一般に勝馬投票券購入者と被告間の前記1(三)の内容の契約においては、被告は、各勝馬投票券購入者に対して、次の義務を負う。即ち、当該競走を実施すること、勝馬を決定すること、的中者には一定の払戻金を支払うことである。

(二) 被告は、右義務のうち勝馬を決定することについては、極力現実の到達順位と一致する勝馬の決定を行なう義務があるというべきであり、右義務が尽くされなかったときは、被告は勝馬を決定する債務を怠ったというべきである。即ち、被告が都道府県や指定市町村以外では唯一勝馬投票券その他これに類するものを発行して競馬を行える者として、前記日本中央競馬会法一条所定の目的の下に設立された団体であるから、農林水産大臣の監督の下で公正かつ正確な競馬を実施する責務を有していること、連勝複式勝馬投票法における勝馬の決定方法についての競馬法六条により委任を受けた前記規則一条の二第四項及び一条の三第一項並びに前記規程一〇一条一項、二項の各規定は、あくまでも勝馬決定の大前提たる馬の到達順位は現実に決勝線に到達した先後をもって決定するとしていること、被告は前記のように勝馬の決定をするに当たり、その正確性を確保するため、規程等で、まず到達順位の判定と着順の確定の手続を分けて、前者を決勝審判委員の、後者を裁決委員の各権限としたうえ、右決勝審判委員による到達順位の判定については、ベテランの決勝審判委員を三名配置し、右決勝審判委員を補助するための補助員を配置したうえに、前記のように原則として写真を参考にして判定することによって機械的正確性を要求していることや、更に着順の確定についてもベテランの裁決委員三名をもってこれにあたらせるというシステムをとっていることなどからすれば、被告はその勝馬を決定するにあたり、前記目的の下に右の正確性の確保されたシステムを充分に駆使して極力現実の到達順位と一致させるようにして勝馬の決定をする義務があるというべきであり、右義務を尽くさなかったときは、被告は前記の勝馬を決定する債務を怠ったことになる。

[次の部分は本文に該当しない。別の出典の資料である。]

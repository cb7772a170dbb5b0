//! Forward-looking grade calculators. Both are pure functions of their arguments.

mod survival;
mod target;

pub use survival::{
    ExamSurvivalPlanner, InternalMarksPolicy, SurvivalRules, DEFAULT_EXTERNAL_MAX,
    DEFAULT_PASS_TOTAL, MIN_EXTERNAL_FLOOR,
};
pub use target::{
    TargetCgpaPlanner, TargetOutlook, DEFAULT_GRADE_SCALE_MAX, DEFAULT_PROGRAM_LENGTH,
};

pub(crate) fn round_to_hundredths(value: f64) -> f64 {
    (value * 100.0).round() / 100.0
}
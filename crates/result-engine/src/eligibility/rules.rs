use super::profile::StudentProfile;
use super::{CompanyRule, EligibilityReason};

pub(crate) fn unmet_conditions(
    profile: &StudentProfile,
    rule: &CompanyRule,
) -> Vec<EligibilityReason> {
    let mut reasons = Vec::new();

    if profile.cgpa() < rule.min_cgpa {
        reasons.push(EligibilityReason::Cgpa);
    }
    if profile.backlog_count() > rule.max_backlogs {
        reasons.push(EligibilityReason::Backlogs);
    }

    reasons
}
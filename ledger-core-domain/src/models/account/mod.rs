pub mod account;
pub mod transaction;

// Re-exports
pub use account::*;
pub use transaction::*;
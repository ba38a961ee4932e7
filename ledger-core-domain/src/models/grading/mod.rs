pub mod aggregation;
pub mod course;
pub mod grade;
pub mod student;

// Re-exports
pub use aggregation::*;
pub use course::*;
pub use grade::*;
pub use student::*;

(三) ところで、前記のように本件競走は、上位七頭の馬が三頭、二頭、二頭と各一団となって決勝線になだれ込み、特に一着から三着までの三頭はほぼ鼻端を揃えて到達したといった極めて僅差の競走であったため、勝馬の決定については判別容易な他の競走と比べてより高度な注意義務が要求され、あらゆる手段を駆使して正確な判定をなすべく尽力しなければならないところ、被告の三名の決勝審判委員は本件競走の到達順位の判定を肉眼で十分判定できる判定容易な他の競走と同様の注意と方法で判定したために、第二着を<4>グレートパルカルと判定するという大誤判を犯し、次いで、被告の三名の裁決委員も、右のような混戦した競走であれば決勝審判委員の前記安易な判定に対して疑問を呈するべきであるのに何ら異議を差し挟まないまま右誤判を鵜呑みにして着順を確定したために、本件競走において被告は前代未聞の大誤審をするという大失態をしてしまったのである。右誤審は、被告の本件競走の右運用者らが十分な注意義務と手段を駆使していれば防げたことは明らかであり、右運用者らが本件競走の勝馬を決定するにあたってその義務を怠ったことは明らかである。以下、右義務違反の内容について更に詳述する。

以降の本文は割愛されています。